**HOW TO COMPLETE THIS TASK**
Report how many lines in the records below hold "next", with no other output.

(DATASET EXCERPTS Opens)

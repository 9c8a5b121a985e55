//! Per-PR automation state.

use std::collections::HashSet;
use std::fmt;

use chrono::{DateTime, Utc};
use fixloop_core::{CommentId, ParsedReview};
use serde::Serialize;

/// Identity of one automated PR: `(owner, repo, pr_number)`.
#[derive(Debug, Clone, PartialEq, Eq, Hash, PartialOrd, Ord, Serialize)]
pub struct PrKey {
    pub owner: String,
    pub repo: String,
    pub pr_number: u64,
}

impl PrKey {
    pub fn new(owner: impl Into<String>, repo: impl Into<String>, pr_number: u64) -> Self {
        Self {
            owner: owner.into(),
            repo: repo.into(),
            pr_number,
        }
    }

    /// Build a key from a `owner/repo` full name.
    pub fn from_full_name(full_name: &str, pr_number: u64) -> Option<Self> {
        let (owner, repo) = full_name.split_once('/')?;
        if owner.is_empty() || repo.is_empty() || repo.contains('/') {
            return None;
        }
        Some(Self::new(owner, repo, pr_number))
    }
}

impl fmt::Display for PrKey {
    fn fmt(&self, f: &mut fmt::Formatter<'_>) -> fmt::Result {
        write!(f, "{}/{}#{}", self.owner, self.repo, self.pr_number)
    }
}

#[derive(Debug, Clone, Copy, PartialEq, Eq, Hash, Serialize)]
#[serde(rename_all = "snake_case")]
pub enum AutomationStatus {
    Active,
    WaitingReview,
    Approved,
    Stopped,
}

impl AutomationStatus {
    /// Transitions allowed through `update_state`. Entering `Stopped` is only
    /// possible through `stop_monitoring`, and nothing leaves `Approved` or
    /// `Stopped` except a fresh takeover.
    pub fn can_transition_to(self, next: AutomationStatus) -> bool {
        use AutomationStatus::*;
        matches!(
            (self, next),
            (Active, WaitingReview)
                | (Active, Approved)
                | (WaitingReview, Approved)
                | (WaitingReview, WaitingReview)
                | (WaitingReview, Active)
        )
    }

    pub fn as_str(self) -> &'static str {
        match self {
            AutomationStatus::Active => "active",
            AutomationStatus::WaitingReview => "waiting_review",
            AutomationStatus::Approved => "approved",
            AutomationStatus::Stopped => "stopped",
        }
    }

    pub fn emoji(self) -> &'static str {
        match self {
            AutomationStatus::Active => "🟢",
            AutomationStatus::WaitingReview => "🟡",
            AutomationStatus::Approved => "✅",
            AutomationStatus::Stopped => "🔴",
        }
    }
}

impl fmt::Display for AutomationStatus {
    fn fmt(&self, f: &mut fmt::Formatter<'_>) -> fmt::Result {
        f.write_str(self.as_str())
    }
}

/// A recorded fix attempt. Never mutated once appended.
#[derive(Debug, Clone, PartialEq, Eq, Serialize)]
pub struct FixAttempt {
    pub timestamp: DateTime<Utc>,
    pub issue_count: usize,
    pub fix_count: usize,
    pub success: bool,
    pub error: Option<String>,
}

/// Outcome of a fix attempt, before the store stamps it.
#[derive(Debug, Clone, PartialEq, Eq)]
pub struct FixOutcome {
    pub issue_count: usize,
    pub fix_count: usize,
    pub success: bool,
    pub error: Option<String>,
}

impl FixOutcome {
    pub fn succeeded(issue_count: usize, fix_count: usize) -> Self {
        Self {
            issue_count,
            fix_count,
            success: true,
            error: None,
        }
    }

    pub fn failed(issue_count: usize, error: impl Into<String>) -> Self {
        Self {
            issue_count,
            fix_count: 0,
            success: false,
            error: Some(error.into()),
        }
    }
}

/// Branch information captured at takeover.
#[derive(Debug, Clone, PartialEq, Eq, Default)]
pub struct MonitorOptions {
    pub branch: String,
    pub base_branch: String,
}

/// Partial update merged by `update_state`. `None` fields are left alone.
#[derive(Debug, Clone, Default)]
pub struct StateUpdate {
    pub status: Option<AutomationStatus>,
    pub last_reviewer_event: Option<ParsedReview>,
}

impl StateUpdate {
    pub fn status(status: AutomationStatus) -> Self {
        Self {
            status: Some(status),
            ..Self::default()
        }
    }

    pub fn reviewer_event(review: ParsedReview) -> Self {
        Self {
            last_reviewer_event: Some(review),
            ..Self::default()
        }
    }
}

/// The mutable automaton for one PR.
///
/// `monitored == false` implies `status == Stopped`.
#[derive(Debug, Clone, Serialize)]
pub struct PrAutomationState {
    pub monitored: bool,
    pub status: AutomationStatus,
    pub started_at: DateTime<Utc>,
    pub stopped_at: Option<DateTime<Utc>>,
    pub branch: String,
    pub base_branch: String,
    pub processed_comment_ids: HashSet<CommentId>,
    pub fix_attempts: Vec<FixAttempt>,
    pub last_reviewer_event: Option<ParsedReview>,
}

impl PrAutomationState {
    pub fn new(options: MonitorOptions, started_at: DateTime<Utc>) -> Self {
        Self {
            monitored: true,
            status: AutomationStatus::Active,
            started_at,
            stopped_at: None,
            branch: options.branch,
            base_branch: options.base_branch,
            processed_comment_ids: HashSet::new(),
            fix_attempts: Vec::new(),
            last_reviewer_event: None,
        }
    }

    pub fn successful_fix_count(&self) -> usize {
        self.fix_attempts.iter().filter(|a| a.success).count()
    }
}
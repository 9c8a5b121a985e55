//! Injectable time source for the state store.

use std::sync::Mutex;

use chrono::{DateTime, Duration, Utc};

pub trait Clock: Send + Sync {
    fn now(&self) -> DateTime<Utc>;
}

/// Wall-clock time.
#[derive(Debug, Clone, Copy, Default)]
pub struct SystemClock;

impl Clock for SystemClock {
    fn now(&self) -> DateTime<Utc> {
        Utc::now()
    }
}

/// A clock that only moves when told to. Used to test retention and ordering.
#[derive(Debug)]
pub struct ManualClock {
    now: Mutex<DateTime<Utc>>,
}

impl ManualClock {
    pub fn new(start: DateTime<Utc>) -> Self {
        Self {
            now: Mutex::new(start),
        }
    }

    pub fn advance(&self, by: Duration) {
        let mut now = self.now.lock().unwrap_or_else(|e| e.into_inner());
        *now += by;
    }
}

impl Clock for ManualClock {
    fn now(&self) -> DateTime<Utc> {
        *self.now.lock().unwrap_or_else(|e| e.into_inner())
    }
}
use std::sync::Arc;
use tokio::time::{interval, Duration, MissedTickBehavior};
use tracing::info;

use crate::state::PrStateStore;

/// Periodically evict unmonitored PR state older than `retention`.
pub async fn cleanup_loop(store: Arc<PrStateStore>, every: Duration, retention: chrono::Duration) {
    let mut interval = interval(every);
    interval.set_missed_tick_behavior(MissedTickBehavior::Delay);
    // The first tick completes immediately; nothing is stale at startup.
    interval.tick().await;

    info!(
        "State cleanup running every {:?}, retention {}h",
        every,
        retention.num_hours()
    );

    loop {
        interval.tick().await;
        store.cleanup(retention).await;
    }
}

#[cfg(test)]
mod tests {
    use super::*;
    use crate::state::{ManualClock, MonitorOptions, PrKey};
    use chrono::{TimeZone, Utc};

    #[tokio::test(start_paused = true)]
    async fn test_cleanup_loop_evicts_stale_stopped_state() {
        let clock = Arc::new(ManualClock::new(
            Utc.with_ymd_and_hms(2024, 5, 1, 0, 0, 0).unwrap(),
        ));
        let store = Arc::new(PrStateStore::with_clock(clock.clone()));
        let stopped = PrKey::new("acme", "widgets", 1);
        let live = PrKey::new("acme", "widgets", 2);
        let options = MonitorOptions {
            branch: "feature".to_string(),
            base_branch: "main".to_string(),
        };
        store.start_monitoring(&stopped, options.clone()).await;
        store.start_monitoring(&live, options).await;
        store.stop_monitoring(&stopped).await;
        clock.advance(chrono::Duration::hours(25));

        let task = tokio::spawn(cleanup_loop(
            store.clone(),
            Duration::from_secs(60),
            chrono::Duration::hours(24),
        ));
        tokio::time::sleep(Duration::from_secs(61)).await;

        assert!(store.get(&stopped).await.is_none());
        assert!(store.get(&live).await.is_some());
        task.abort();
    }
}
//! Event routing and the fix/merge workflows.
//!
//! Every inbound event runs under its PR's key lock, so the dedup check, the
//! collaborator calls and the resulting state updates for one PR never
//! interleave with another event for the same PR. Collaborator failures stop
//! at this boundary: they become a recorded fix attempt and a PR comment.

use std::fmt;
use std::sync::Arc;
use std::time::Duration;

use anyhow::{Context, Result};
use fixloop_core::loops::LOOP_THRESHOLD;
use fixloop_core::{
    dedup_issues, detect_loops, inline_comment, is_approval, parse_issues, reconcile, validate,
    Author, Command, CommandAction, CommandParser, Comment, CommentId, HistoryReport, Issue,
    LoopReport, ReviewClassifier, ReviewerInlineComment,
};
use tracing::{error, info, warn};

use crate::config::MergeMethod;
use crate::ports::{
    FileFix, FixGenerator, FixIssue, FixRequest, HostingPlatform, MergeRequest, PrRef,
    PullRequestDetails, ReviewCommentContext, WorkingCopy, WorkspaceProvider,
};
use crate::state::{
    AutomationStatus, FixOutcome, MonitorOptions, PrAutomationState, PrStateStore, StateUpdate,
};

/// Which webhook produced the event.
#[derive(Debug, Clone, Copy, PartialEq, Eq)]
pub enum EventKind {
    /// `pull_request_review` / `submitted`
    ReviewSubmitted,
    /// `issue_comment` / `created` on a pull request
    IssueCommentCreated,
}

/// A routed webhook delivery: which PR, and the comment or review that triggered it.
#[derive(Debug, Clone)]
pub struct InboundEvent {
    pub kind: EventKind,
    pub pr: PrRef,
    pub comment: Comment,
}

#[derive(Debug, Clone, Copy, PartialEq, Eq)]
pub enum IgnoreReason {
    OwnComment,
    NotReviewer,
    NotMonitored,
    AlreadyApproved,
}

/// Why a fix attempt failed.
#[derive(Debug, Clone, PartialEq, Eq)]
pub enum FixFailure {
    FetchFailed(String),
    GenerationTimedOut(Duration),
    GenerationFailed(String),
    NoFixesProduced,
    Workspace(String),
    NothingToCommit,
}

(DATASET EXCERPTS Closes)

**REPLY**
2